_TASK BRIEF_. Under this line are the records; write out word for word the part that begins at the line containing "fn format(&self) ->" and ends at the line containing "let metadata = (!options.suppress_metadata)", and no more.

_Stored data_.
- Opening Delimiter -
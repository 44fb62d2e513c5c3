//! Column-document JSON: one entry per column holding a value per record.

use serde::ser::{Serialize, SerializeMap, Serializer};
use serde_json::Value;
use survey_model::ColumnId;
use survey_transform::AggregatedRecord;
use tracing::debug;

use crate::common::{ContextBody, cell_value, prompt_context};
use crate::{
    JsonDocument, Metadata, OutputFormat, OutputRenderer, RenderError, RenderOptions,
    RenderedDocument, to_json_text,
};

#[derive(Debug, Clone, Copy, Default)]
pub struct ColumnDocumentRenderer;

impl OutputRenderer for ColumnDocumentRenderer {
    fn format(&self) -> OutputFormat {
        OutputFormat::JsonColumns
    }

    fn render_many(
        &self,
        records: &[AggregatedRecord],
        columns: &[ColumnId],
        options: &RenderOptions,
    ) -> Result<RenderedDocument, RenderError> {
        let metadata = (!options.suppress_metadata)
            .then(|| Metadata::new(records, options).with_items(columns));
        let document = JsonDocument {
            result: "success",
            metadata,
            data: Columns { records, columns },
        };
        let text = to_json_text(&document, options.pretty)?;
        debug!(
            records = records.len(),
            columns = columns.len(),
            bytes = text.len(),
            "rendered column document"
        );
        Ok(RenderedDocument {
            format: OutputFormat::JsonColumns,
            text,
            record_count: records.len(),
            column_count: columns.len(),
        })
    }
}

struct Columns<'a> {
    records: &'a [AggregatedRecord],
    columns: &'a [ColumnId],
}

impl Serialize for Columns<'_> {
    fn serialize<S: Serializer>(&self, serializer: S) -> Result<S::Ok, S::Error> {
        let mut map = serializer.serialize_map(Some(self.columns.len()))?;
        for column in self.columns {
            map.serialize_entry(
                &column.token(),
                &ColumnEntry {
                    records: self.records,
                    column,
                },
            )?;
        }
        map.end()
    }
}

struct ColumnEntry<'a> {
    records: &'a [AggregatedRecord],
    column: &'a ColumnId,
}

impl Serialize for ColumnEntry<'_> {
    fn serialize<S: Serializer>(&self, serializer: S) -> Result<S::Ok, S::Error> {
        let mut map = serializer.serialize_map(None)?;
        if let Some(prompt_id) = self.column.prompt_id() {
            // Unobserved slots have no context to report.
            let context = prompt_context(self.records, prompt_id).map(ContextBody::new);
            map.serialize_entry("context", &context)?;
        }
        let values: Vec<Value> = self
            .records
            .iter()
            .map(|record| cell_value(record, self.column))
            .collect();
        map.serialize_entry("values", &values)?;
        map.end()
    }
}
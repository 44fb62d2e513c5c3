//! Tests for display value resolution.

use proptest::prelude::*;
use serde_json::json;
use survey_model::{ChoiceEntry, ChoiceGlossary, PromptType};
use survey_transform::{DisplayValue, ResolveIssue, resolve};

fn colors() -> ChoiceGlossary {
    [("1", "red"), ("2", "blue")]
        .into_iter()
        .map(|(key, value)| ChoiceEntry {
            key: key.to_string(),
            value: value.to_string(),
            label: value.to_uppercase(),
        })
        .collect()
}

#[test]
#[allow(clippy::approx_constant)]
fn numeric_coercion_law() {
    assert_eq!(
        resolve(&PromptType::Number, "42", None).value,
        DisplayValue::Integer(42)
    );
    assert_eq!(
        resolve(&PromptType::Number, "3.14", None).value,
        DisplayValue::Float(3.14)
    );
    assert_eq!(
        resolve(&PromptType::Number, "abc", None).value,
        DisplayValue::Text("abc".to_string())
    );
    assert_eq!(
        resolve(&PromptType::HoursBeforeNow, "3", None).value,
        DisplayValue::Integer(3)
    );
}

#[test]
fn multi_choice_resolves_every_key() {
    let glossary = colors();
    let resolution = resolve(&PromptType::MultiChoice, r#"["1","2"]"#, Some(&glossary));
    assert_eq!(
        resolution.value.to_json(),
        json!(["red", "blue"])
    );
    assert!(resolution.issue.is_none());

    let numeric_keys = resolve(&PromptType::MultiChoice, "[2, 1]", Some(&glossary));
    assert_eq!(numeric_keys.value.to_json(), json!(["blue", "red"]));
}

#[test]
fn multi_choice_is_all_or_nothing() {
    let glossary = colors();
    let resolution = resolve(&PromptType::MultiChoice, r#"["1","9"]"#, Some(&glossary));
    assert_eq!(resolution.value.to_json(), json!(["1", "9"]));
    assert_eq!(
        resolution.issue,
        Some(ResolveIssue::ChoiceNotInGlossary {
            key: "9".to_string()
        })
    );
}

#[test]
fn multi_choice_non_array_is_kept() {
    let glossary = colors();
    let skipped = resolve(&PromptType::MultiChoice, "NOT_DISPLAYED", Some(&glossary));
    assert_eq!(skipped.value, DisplayValue::Text("NOT_DISPLAYED".to_string()));
    assert!(skipped.issue.is_none());

    let scalar = resolve(&PromptType::MultiChoiceCustom, "1", Some(&glossary));
    assert_eq!(scalar.value, DisplayValue::Text("1".to_string()));
    assert_eq!(scalar.issue, Some(ResolveIssue::MultiChoiceNotArray));
}

#[test]
fn free_text_passes_through() {
    let resolution = resolve(&PromptType::Text, "  42  ", None);
    assert_eq!(resolution.value, DisplayValue::Text("  42  ".to_string()));
    let photo = resolve(&PromptType::Photo, "uuid-1", None);
    assert_eq!(photo.value, DisplayValue::Text("uuid-1".to_string()));
}

proptest! {
    #[test]
    fn integers_never_become_floats(value in any::<i64>()) {
        let resolution = resolve(&PromptType::Number, &value.to_string(), None);
        prop_assert_eq!(resolution.value, DisplayValue::Integer(value));
        prop_assert!(resolution.issue.is_none());
    }

    #[test]
    fn one_unknown_key_keeps_raw_sequence(
        known in prop::collection::vec(prop::sample::select(vec!["1", "2"]), 0..5),
        unknown in "[3-9]",
        position in 0usize..6,
    ) {
        let mut keys: Vec<String> = known.iter().map(|key| (*key).to_string()).collect();
        let position = position.min(keys.len());
        keys.insert(position, unknown);
        let raw = serde_json::to_string(&keys).unwrap();

        let resolution = resolve(&PromptType::MultiChoice, &raw, Some(&colors()));
        prop_assert_eq!(resolution.value.to_json(), json!(keys));
    }
}
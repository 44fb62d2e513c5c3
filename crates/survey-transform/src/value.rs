use serde::{Serialize, Serializer};
use serde_json::{Number, Value};

/// Report-ready form of a stored response.
#[derive(Debug, Clone, PartialEq)]
pub enum DisplayValue {
    Integer(i64),
    /// Always finite.
    Float(f64),
    Text(String),
    List(Vec<DisplayValue>),
    /// Structured value kept as parsed.
    Json(Value),
}

impl DisplayValue {
    /// Convert a parsed JSON value, keeping scalars typed.
    pub fn from_json(value: Value) -> Self {
        match value {
            Value::String(text) => DisplayValue::Text(text),
            Value::Number(number) => match number.as_i64() {
                Some(integer) => DisplayValue::Integer(integer),
                None => match number.as_f64() {
                    Some(float) if float.is_finite() => DisplayValue::Float(float),
                    _ => DisplayValue::Json(Value::Number(number)),
                },
            },
            Value::Array(items) => {
                DisplayValue::List(items.into_iter().map(DisplayValue::from_json).collect())
            }
            other => DisplayValue::Json(other),
        }
    }

    pub fn to_json(&self) -> Value {
        match self {
            DisplayValue::Integer(integer) => Value::from(*integer),
            DisplayValue::Float(float) => Number::from_f64(*float)
                .map(Value::Number)
                .unwrap_or(Value::Null),
            DisplayValue::Text(text) => Value::String(text.clone()),
            DisplayValue::List(items) => Value::Array(items.iter().map(Self::to_json).collect()),
            DisplayValue::Json(value) => value.clone(),
        }
    }
}

impl Serialize for DisplayValue {
    fn serialize<S: Serializer>(&self, serializer: S) -> Result<S::Ok, S::Error> {
        match self {
            DisplayValue::Integer(integer) => serializer.serialize_i64(*integer),
            DisplayValue::Float(float) => serializer.serialize_f64(*float),
            DisplayValue::Text(text) => serializer.serialize_str(text),
            DisplayValue::List(items) => serializer.collect_seq(items),
            DisplayValue::Json(value) => value.serialize(serializer),
        }
    }
}

impl From<&str> for DisplayValue {
    fn from(value: &str) -> Self {
        DisplayValue::Text(value.to_string())
    }
}

impl From<i64> for DisplayValue {
    fn from(value: i64) -> Self {
        DisplayValue::Integer(value)
    }
}
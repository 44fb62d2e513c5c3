//! Response transformation for survey exports.
//!
//! - **resolve**: raw response to display value, with prompt context
//! - **context**: location, launch context and UTC time decoding
//! - **aggregate**: folding rows into survey-instance records
//! - **warning**: recoverable per-row problems

pub mod aggregate;
pub mod context;
pub mod resolve;
pub mod value;
pub mod warning;

pub use aggregate::{
    AggregateError, AggregatedRecord, Aggregation, AggregatorState, RecordKey, ResponseAggregator,
    aggregate,
};
pub use context::Location;
pub use resolve::{
    DisplayValueResolver, PromptContext, ResolveIssue, ResolvedAnswer, Resolution, RowResolution,
    coerce_numeric, resolve,
};
pub use value::DisplayValue;
pub use warning::RowResolutionWarning;
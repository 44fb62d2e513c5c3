//! TOML export profiles.
//!
//! ```toml
//! format = "csv"
//! columns = ["user:id", "context:timestamp", "prompt:response"]
//! campaign_urn = "urn:campaign:study:mood"
//! suppress_metadata = true
//! ```

use std::fs;
use std::path::Path;

use anyhow::{Context, Result};
use serde::Deserialize;
use survey_model::ColumnId;
use survey_report::{OutputFormat, RenderOptions, parse_columns};

/// Saved export settings. Absent keys fall back to defaults.
#[derive(Debug, Clone, Default, PartialEq, Eq, Deserialize)]
#[serde(default, deny_unknown_fields)]
pub struct ExportProfile {
    pub format: Option<OutputFormat>,
    pub columns: Option<Vec<String>>,
    pub campaign_urn: Option<String>,
    pub suppress_metadata: Option<bool>,
    pub pretty: Option<bool>,
    pub return_id: Option<bool>,
}

impl ExportProfile {
    pub fn load(path: &Path) -> Result<Self> {
        let text = fs::read_to_string(path)
            .with_context(|| format!("read export profile {}", path.display()))?;
        Self::from_toml(&text).with_context(|| format!("parse export profile {}", path.display()))
    }

    pub fn from_toml(text: &str) -> Result<Self> {
        Ok(toml::from_str(text)?)
    }
}

/// Command-line values that override a profile when given.
#[derive(Debug, Clone, Default)]
pub struct ExportOverrides {
    pub format: Option<OutputFormat>,
    pub columns: Vec<String>,
    pub suppress_metadata: bool,
    pub pretty: bool,
    pub return_id: bool,
}

/// Fully resolved export settings.
#[derive(Debug, Clone, PartialEq, Eq)]
pub struct ExportSettings {
    pub format: OutputFormat,
    pub columns: Vec<ColumnId>,
    pub options: RenderOptions,
}

impl ExportSettings {
    /// Merge flags over the profile over defaults.
    ///
    /// Boolean flags can only switch an option on.
    pub fn resolve(profile: &ExportProfile, overrides: &ExportOverrides) -> Result<Self> {
        let format = overrides
            .format
            .or(profile.format)
            .unwrap_or_default();

        let tokens = if overrides.columns.is_empty() {
            profile.columns.as_deref().unwrap_or_default()
        } else {
            overrides.columns.as_slice()
        };
        let columns = if tokens.is_empty() {
            vec![ColumnId::AllColumns]
        } else {
            parse_columns(tokens).context("invalid column request")?
        };

        let options = RenderOptions::new(profile.campaign_urn.clone().unwrap_or_default())
            .with_suppress_metadata(
                overrides.suppress_metadata || profile.suppress_metadata.unwrap_or(false),
            )
            .with_pretty(overrides.pretty || profile.pretty.unwrap_or(false))
            .with_return_id(overrides.return_id || profile.return_id.unwrap_or(false));

        Ok(Self {
            format,
            columns,
            options,
        })
    }
}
- Closing Delimiter -
_ANSWER TO THE PROBLEM_.
    fn format(&self) -> OutputFormat {
        OutputFormat::JsonColumns
    }

    fn render_many(
        &self,
        records: &[AggregatedRecord],
        columns: &[ColumnId],
        options: &RenderOptions,
    ) -> Result<RenderedDocument, RenderError> {
        let metadata = (!options.suppress_metadata)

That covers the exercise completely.